Sendika olarak daha önce barolara yaptığımız bilgi edinme başvuruları sonucunda, baroların avukatların çalışma biçimlerine ilişkin hiçbir bilgi sahibi olmadığı, bu bilgileri SGK’dan öğrenmemiz gerektiği yanıtını aldık. Barolar bugün üyeleri olan avukatların, SGK primlerinin eksik ödenmesi gerçeğini görmezden geliyorlar, hiçbir işveren avukata bununla ilgili bir denetim yapmadıkları gibi bu başlıkta görüşlerini bile söylemekten çekiniyorlar. 

Yine mobbing de avukatlık mesleği pratiğinde çok yaygın bir hukuka aykırılık. Buna ilişkin sonuçlar da olukça dikkat çekici. Ankete katılan meslektaşlarımızın % 68,8’i çalışma hayatları boyunca en az bir kez mobbinge uğradığını, %82,7’si ise çevresinde mobbinge uğramış bir meslektaşı olduğunu beyan etmektedir. Ancak yine anket sonuçlarımızdan görmekteyiz ki avukatlar mobbinge maruz kaldığı durumunda, meslek örgütleri olan baroları yanında görmediklerinden, mobbing olaylarını baroya bildirmemektedir. Öyle ki avukatların %98,8’i bunu mensubu olduğu baroya bildirmediğini belirtmiştir. Çarpıcı olan şudur ki; katılan avukatların %78,9’u mensubu oldukları baronun; mobbing ile meslek ilke ve kuralları hakkında yeterli ve etkin bir disiplin uygulamasının olmadığını düşünmektedir. 

Avukatlar, meslek ilke ve etiklerine aykırı olduğu kadar, temel iş yasalarına da aykırı şekilde diğer bir meslektaşına mobbing uygulamaktan ve bunu “meslektaş” ilişkisi içerisinde “normalleştirmek”ten çekinmiyorlar. Ne yazık ki bir çok idealle hukuk fakültesini bitirerek avukat olabilen meslektaşlarımız, mobbing uygulamalarının yaygınlığı nedeniyle mesleklerini yapmaktan vazgeçiyorlar. Barolar ise mobbinge ilişkin önüne gelen disiplin soruşturmalarını etkili bir şekilde yürütmediğinden, avukatlar  mobbinge karşı yanlarında meslek örgütlerinin desteğini de göremiyorlar.  Dolayısıyla da avukatlar da ne mobbing uygulamalarını ne fazla mesai ücretlerini ne de primlerinin gerçek ücretleri üzerinden yatırılması gerektiği veya itirazlarını tek başlarına işveren avukatlara karşı dile getiremiyorlar. 

ÖRGÜTLENME ÇAĞRISI

Avukatlar Sendikası olarak siz ne öneriyorsunuz?

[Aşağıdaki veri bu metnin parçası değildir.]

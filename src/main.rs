mod config;
mod inference;
mod logging;
mod model;
mod report;
mod session;
mod synth;

use std::path::PathBuf;
use std::sync::Arc;

use clap::{Args, Parser, Subcommand};
use rand::SeedableRng;
use rand::rngs::StdRng;
use tracing::info;

use crate::config::SessionConfig;
use crate::inference::InferenceProvider;
use crate::model::activity::ActivityLabel;
use crate::report::{OutputFormat, Reporter, text};
use crate::session::Session;
use crate::session::runner::{RunnerOptions, failure_notice, run_session};

#[derive(Debug, Parser)]
#[command(
    name = "mmwave-har-demo",
    version,
    about = "Millimeter-wave radar human-activity classifier demo"
)]
struct Cli {
    /// Debug-level logging (RUST_LOG overrides).
    #[arg(short, long, global = true)]
    verbose: bool,

    #[command(subcommand)]
    command: Command,
}

#[derive(Debug, Subcommand)]
enum Command {
    /// Run the mock classification loop for a fixed number of ticks.
    Simulate(SimulateArgs),
    /// Interactive session driven by operator commands on stdin.
    Session(SessionArgs),
    /// Classify the recorded sample once with the pretrained model.
    Classify(ClassifyArgs),
    /// List the activity labels.
    Labels,
}

#[derive(Debug, Clone, Args)]
struct CommonArgs {
    /// JSON session config; flags below override its values.
    #[arg(long)]
    config: Option<PathBuf>,

    #[arg(long)]
    seed: Option<u64>,

    #[arg(long)]
    interval_ms: Option<u64>,

    #[arg(long)]
    history_capacity: Option<usize>,

    #[arg(long, value_enum, default_value_t = OutputFormat::Text)]
    format: OutputFormat,
}

#[derive(Debug, Clone, Args)]
struct SimulateArgs {
    #[command(flatten)]
    common: CommonArgs,

    #[arg(long, default_value_t = 25)]
    ticks: usize,

    /// Activity to treat as ground truth (key or name, e.g. `fall`).
    #[arg(long)]
    force: Option<ActivityLabel>,

    /// Tick back to back instead of waiting for the interval.
    #[arg(long)]
    no_wait: bool,

    /// Print the history after the last tick.
    #[arg(long)]
    show_history: bool,
}

#[derive(Debug, Clone, Args)]
struct SessionArgs {
    #[command(flatten)]
    common: CommonArgs,

    #[arg(long)]
    model: Option<PathBuf>,

    #[arg(long)]
    sample: Option<PathBuf>,
}

#[derive(Debug, Clone, Args)]
struct ClassifyArgs {
    #[arg(long)]
    config: Option<PathBuf>,

    #[arg(long)]
    model: Option<PathBuf>,

    #[arg(long)]
    sample: Option<PathBuf>,

    #[arg(long, value_enum, default_value_t = OutputFormat::Text)]
    format: OutputFormat,
}

fn main() {
    let cli = Cli::parse();
    logging::init(cli.verbose);
    if let Err(err) = run(cli) {
        eprintln!("{err}");
        std::process::exit(1);
    }
}

fn run(cli: Cli) -> Result<(), String> {
    let runtime = tokio::runtime::Builder::new_current_thread()
        .enable_all()
        .build()
        .map_err(|e| e.to_string())?;

    match cli.command {
        Command::Simulate(args) => runtime.block_on(run_simulate(args)),
        Command::Session(args) => runtime.block_on(run_interactive(args)),
        Command::Classify(args) => runtime.block_on(run_classify(args)),
        Command::Labels => {
            println!("{}", text::render_labels());
            Ok(())
        }
    }
}

fn resolve_config(
    path: Option<&PathBuf>,
    common: Option<&CommonArgs>,
    model: Option<&PathBuf>,
    sample: Option<&PathBuf>,
) -> Result<SessionConfig, String> {
    let mut config = match path {
        Some(path) => SessionConfig::load(path).map_err(|e| e.to_string())?,
        None => SessionConfig::default(),
    };
    if let Some(common) = common {
        if let Some(seed) = common.seed {
            config.seed = Some(seed);
        }
        if let Some(ms) = common.interval_ms {
            config.tick_interval_ms = ms;
        }
        if let Some(cap) = common.history_capacity {
            config.history_capacity = cap;
        }
    }
    if let Some(model) = model {
        config.model_path = model.clone();
    }
    if let Some(sample) = sample {
        config.sample_path = sample.clone();
    }
    config.validate().map_err(|e| e.to_string())?;
    Ok(config)
}

fn make_rng(seed: Option<u64>) -> StdRng {
    match seed {
        Some(seed) => StdRng::seed_from_u64(seed),
        None => StdRng::from_entropy(),
    }
}

async fn run_simulate(args: SimulateArgs) -> Result<(), String> {
    let config = resolve_config(args.common.config.as_ref(), Some(&args.common), None, None)?;
    let mut session = Session::new(config.history_capacity, make_rng(config.seed));
    session.set_forced(args.force);
    session.start();

    let stdout = std::io::stdout();
    let mut reporter = Reporter::new(stdout.lock(), args.common.format);
    let mut ticker = tokio::time::interval(config.tick_interval());
    for _ in 0..args.ticks {
        if !args.no_wait {
            ticker.tick().await;
        }
        if let Some(outcome) = session.tick() {
            reporter.tick(&outcome).map_err(|e| e.to_string())?;
        }
    }
    session.stop();
    if args.show_history {
        reporter
            .history(session.history())
            .map_err(|e| e.to_string())?;
    }
    reporter.flush().map_err(|e| e.to_string())?;
    Ok(())
}

async fn run_interactive(args: SessionArgs) -> Result<(), String> {
    let config = resolve_config(
        args.common.config.as_ref(),
        Some(&args.common),
        args.model.as_ref(),
        args.sample.as_ref(),
    )?;
    let provider = Arc::new(InferenceProvider::new(config.model_path.clone()));
    info!(
        "session: model={}, sample={}, interval={}ms",
        provider.model_path().display(),
        config.sample_path.display(),
        config.tick_interval_ms
    );
    let mut session = Session::new(config.history_capacity, make_rng(config.seed));
    let options = RunnerOptions {
        tick_interval: config.tick_interval(),
        sample_path: config.sample_path.clone(),
    };

    let stdout = std::io::stdout();
    let mut reporter = Reporter::new(stdout.lock(), args.common.format);
    reporter
        .raw("type `help` for commands")
        .map_err(|e| e.to_string())?;
    let input = tokio::io::BufReader::new(tokio::io::stdin());
    let reason = run_session(&mut session, provider, &options, input, &mut reporter)
        .await
        .map_err(|e| e.to_string())?;
    info!("session ended: {:?}", reason);
    Ok(())
}

async fn run_classify(args: ClassifyArgs) -> Result<(), String> {
    let config = resolve_config(
        args.config.as_ref(),
        None,
        args.model.as_ref(),
        args.sample.as_ref(),
    )?;
    let provider = InferenceProvider::new(config.model_path.clone());
    let mut session = Session::new(config.history_capacity, make_rng(config.seed));
    let stdout = std::io::stdout();
    let mut reporter = Reporter::new(stdout.lock(), args.format);

    let loaded = provider.load().await;
    let result = match loaded {
        Ok(_) => provider.classify_sample(&config.sample_path).await,
        Err(err) => Err(err),
    };
    match result {
        Ok(real) => {
            let outcome = session.apply_real(&real);
            reporter
                .real_result(&real, &outcome)
                .map_err(|e| e.to_string())?;
            reporter.flush().map_err(|e| e.to_string())?;
            Ok(())
        }
        Err(err) => Err(failure_notice(&err)),
    }
}

#[cfg(test)]
#[path = "../tests/src_inline/main_inline.rs"]
mod tests;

Biz Türkiye’deki sendikacılık pratiğine göre genç bir sendika sayılırız. Ancak aynı zamanda Türkiye’deki tek avukat sendikasıyız. Dolayısıyla anket sonuçlarından bir kez daha ortaya çıkan bu yoksulluk tablosunu değiştirmek için meslektaşlarımızı, avukatların tek sendikası olan sendikamızda örgütlenmeye davet ediyoruz. Çünkü biliyoruz ki meslektaşlarımız arkalarında örgütlü sendikalarını hissettikçe hak gasplarına karşı daha direngen bir tavır sergileyebilecek, sendikamız büyüdükçe çok daha etkili çalışmalar yapabilecektir. Bu anlamıyla sizin aracılığınızla meslektaşlarımızı 5 Nisan Avukatlar Günü’nü bir araya gelme günü olarak algılamaları için davet etmeye çağrıyoruz.